Disse Tiago Borges M. de Lima (O juiz leigo dos Juizados Especiais é leigo?) que a Constituição de 1988 incluiu os juizados especiais no texto da atual Carta Magna, dentro do capítulo do “Poder Judiciário” (Capítulo III, do Título IV). Dispõe o artigo 98, inciso I:

Art. 98. A União, no Distrito Federal e nos Territórios, e os Estados criarão:

I - juizados especiais, providos por juízes togados, ou togados e leigos, competentes para a conciliação, o julgamento e a execução de causas cíveis de menor complexidade e infrações penais de menor potencial ofensivo, mediante os procedimentos oral e sumaríssimo, permitidos, nas hipóteses previstas em lei, a transação e o julgamento de recursos por turmas de juízes de primeiro grau.

A Lei nº 9.099/1995 revogou a Lei nº 7.244/1984 e regulamentou o artigo 98, inciso I, da Constituição Federal.

De acordo com a Lei nº 9.099/1995, o Juizado Especial Cível tem competência para conciliação, processo e julgamento das causas cíveis de menor complexidade, assim consideradas as causas cujo valor não exceda a quarenta vezes o salário mínimo.

O objetivo principal do Juizado Especial Civil é a obtenção da solução conciliatória para o litígio. Por isso, a Lei nº 9.099 instituiu dois auxiliares para o juiz que sã o conciliador e o juiz leigo, a quem compete participar ativamente da tarefa de buscar a conciliação ou transação, não de maneira passiva, como disse Humberto Theodoro Júnior (Curso de direito processual civil, volume III, 17ª edição, pág. 480), mas de forma ativa, ou seja de orientação e estímulo. Embora não se deva forçar as partes ao acordo, caberá aos agentes do juizado ponderar sobre as suas conveniências ou inconveniências, esclarecendo-as “sobre as vantagens da conciliação” e mostrando-lhes “os riscos e as consequências do litigio, especialmente quando ao disposto no § 3º do art. 30” (artigo 21, Lei 9.099).

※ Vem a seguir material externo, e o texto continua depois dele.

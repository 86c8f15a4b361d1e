//! Durable line stores between and after the pipeline stages. Each store is
//! published atomically: a file visible at its final path is always complete.

pub mod intermediate;
pub mod ranked;

pub use intermediate::IntermediateStore;
pub use ranked::RankedOutput;
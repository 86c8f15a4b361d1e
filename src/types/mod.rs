//! Shared value types and the crate-wide error type.

pub mod error;
pub mod record;

pub use error::{FreqError, FreqResult};
pub use record::{CountRecord, RankRecord};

A conciliação tanto pode ser conduzida diretamente pelo juiz togado, como pelo juiz leigo ou, ainda, pelo conciliador sob orientação deste (Lei nº 9.099, artigo 22). Caberá ao juiz togado, como dirigente do Juizado Especial, distribuir as tarefas, já que poderá coexistir, sob seu controle, vários auxiliares, com iguais ou diferentes atribuições.

Prevê a Lei nº 9.099 que a conciliação possa ser presidida e obtida por qualquer das três figuras: o juiz togado, o juiz leigo ou o conciliador (artigo 22). Havendo sucesso, a conciliação será reduzida a termo e receberá a homologação pelo juiz togado, mediante sentença a que se reconhece a eficácia de título executivo (artigo 22, parágrafo único).

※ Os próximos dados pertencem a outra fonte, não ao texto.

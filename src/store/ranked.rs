//! Final ranked output writer.

use std::io::{BufWriter, Write};
use std::path::{Path, PathBuf};

use log::debug;
use tempfile::NamedTempFile;

use crate::types::{FreqError, FreqResult, RankRecord};

/// Writes the globally ordered result as `<count>\t<token>` lines, one
/// consolidated file, published atomically like the intermediate store.
pub struct RankedOutput {
    path: PathBuf,
}

impl RankedOutput {
    pub fn new(path: impl Into<PathBuf>) -> Self {
        Self { path: path.into() }
    }

    pub fn path(&self) -> &Path {
        &self.path
    }

    /// Publish the ranked records in the order given.
    pub fn write(&self, records: &[RankRecord]) -> FreqResult<()> {
        let dir = self.path.parent().filter(|p| !p.as_os_str().is_empty());
        let mut tmp = NamedTempFile::new_in(dir.unwrap_or(Path::new(".")))?;
        {
            let mut out = BufWriter::new(tmp.as_file_mut());
            for record in records {
                writeln!(out, "{}\t{}", record.count, record.token)?;
            }
            out.flush()?;
        }
        tmp.as_file().sync_all()?;
        tmp.persist(&self.path).map_err(|e| FreqError::Io(e.error))?;
        debug!(
            "published {} ranked records to {}",
            records.len(),
            self.path.display()
        );
        Ok(())
    }
}
//! Value records exchanged between the counting and sorting stages.

use serde::Serialize;

/// Aggregated occurrences of one token within a counting-stage output.
///
/// Uniquely keyed by token: the counting stage emits at most one record per
/// token, and its count equals the number of surviving occurrences of that
/// token across the whole input.
#[derive(Debug, Clone, PartialEq, Eq, Serialize)]
pub struct CountRecord {
    pub token: String,
    pub count: u64,
}

/// A count-keyed record for the sorting stage, derived 1:1 from a
/// [`CountRecord`] with the token preserved verbatim.
#[derive(Debug, Clone, PartialEq, Eq, Serialize)]
pub struct RankRecord {
    pub count: u64,
    pub token: String,
}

Se, porém, fracassar a tentativa de solução negocial, a fase conciliatória será encerrada e, com ela, a tarefa do conciliador. Na fase posterior, destinada à instrução e julgamento, somente poderão atuar o juiz togado e o juiz leigo (artigo 37).

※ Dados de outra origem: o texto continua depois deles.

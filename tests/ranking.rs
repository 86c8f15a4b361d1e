//! Rank record emission and the descending total order.

use std::cmp::Ordering;

use freqrank::{descending_count_order, sort_ranked, CountRecord, RankRecord};

// ==================== Helpers ====================

fn rank(count: u64, token: &str) -> RankRecord {
    RankRecord {
        count,
        token: token.to_string(),
    }
}

// ==================== Emission ====================

#[test]
fn test_emit_swaps_key_and_value() {
    let record = CountRecord {
        token: "sat".to_string(),
        count: 2,
    };
    let ranked = RankRecord::from(record);
    assert_eq!(ranked, rank(2, "sat"));
}

#[test]
fn test_emit_preserves_token_verbatim() {
    let record = CountRecord {
        token: "weird-token_x".to_string(),
        count: 7,
    };
    assert_eq!(RankRecord::from(record).token, "weird-token_x");
}

#[test]
fn test_emit_passes_zero_count_through() {
    // Zero counts are never produced upstream, but emission must not
    // special-case them.
    let record = CountRecord {
        token: "ghost".to_string(),
        count: 0,
    };
    assert_eq!(RankRecord::from(record), rank(0, "ghost"));
}

// ==================== Comparator ====================

#[test]
fn test_higher_count_sorts_first() {
    assert_eq!(
        descending_count_order(&rank(3, "zebra"), &rank(1, "ant")),
        Ordering::Less,
        "higher count must sort before lower regardless of token"
    );
    assert_eq!(
        descending_count_order(&rank(1, "ant"), &rank(3, "zebra")),
        Ordering::Greater
    );
}

#[test]
fn test_ties_break_by_token_bytes_ascending() {
    assert_eq!(
        descending_count_order(&rank(2, "cat"), &rank(2, "dog")),
        Ordering::Less
    );
    assert_eq!(
        descending_count_order(&rank(2, "dog"), &rank(2, "cat")),
        Ordering::Greater
    );
}

#[test]
fn test_identical_records_compare_equal() {
    assert_eq!(
        descending_count_order(&rank(2, "cat"), &rank(2, "cat")),
        Ordering::Equal
    );
}

#[test]
fn test_comparator_is_total_and_antisymmetric() {
    let records = [
        rank(0, ""),
        rank(0, "a"),
        rank(1, "a"),
        rank(1, "b"),
        rank(2, "a"),
        rank(u64::MAX, "z"),
    ];
    for a in &records {
        for b in &records {
            let ab = descending_count_order(a, b);
            let ba = descending_count_order(b, a);
            assert_eq!(ab, ba.reverse(), "antisymmetry for {:?} vs {:?}", a, b);
        }
    }
}

// ==================== Sorting ====================

#[test]
fn test_sort_ranked_full_ordering_invariant() {
    let mut records = vec![
        rank(1, "dog"),
        rank(3, "sat"),
        rank(1, "cat"),
        rank(2, "mat"),
        rank(3, "ant"),
        rank(1, "bird"),
    ];
    sort_ranked(&mut records);

    assert_eq!(
        records,
        vec![
            rank(3, "ant"),
            rank(3, "sat"),
            rank(2, "mat"),
            rank(1, "bird"),
            rank(1, "cat"),
            rank(1, "dog"),
        ]
    );

    // Invariant check over adjacent pairs: counts non-increasing, ties in
    // byte-ascending token order.
    for pair in records.windows(2) {
        assert!(pair[0].count >= pair[1].count);
        if pair[0].count == pair[1].count {
            assert!(pair[0].token.as_bytes() <= pair[1].token.as_bytes());
        }
    }
}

O artigo 2º, é certo, determina que se a instrução houver sido dirigida pelo juiz togado, caberá a ele proferir o julgamento do mérito da causa, pelo princípio da imediatidade e identidade física do juiz.

Mas, entenda-se que tendo sido o juiz leigo quem dirigiu a instrução probatória (artigo 37), a ele competirá proferir a sentença, a qual, entretanto, terá de ser submetida a homologação imediata do juiz togado. Se este não homologá-la, poderá escolher entre duas opções: a) proferir outra sentença, em substituição a do juiz leigo; ou b) converter a homologação em diligência, determinando a complementação de provas que reputar indispensáveis (artigo 40).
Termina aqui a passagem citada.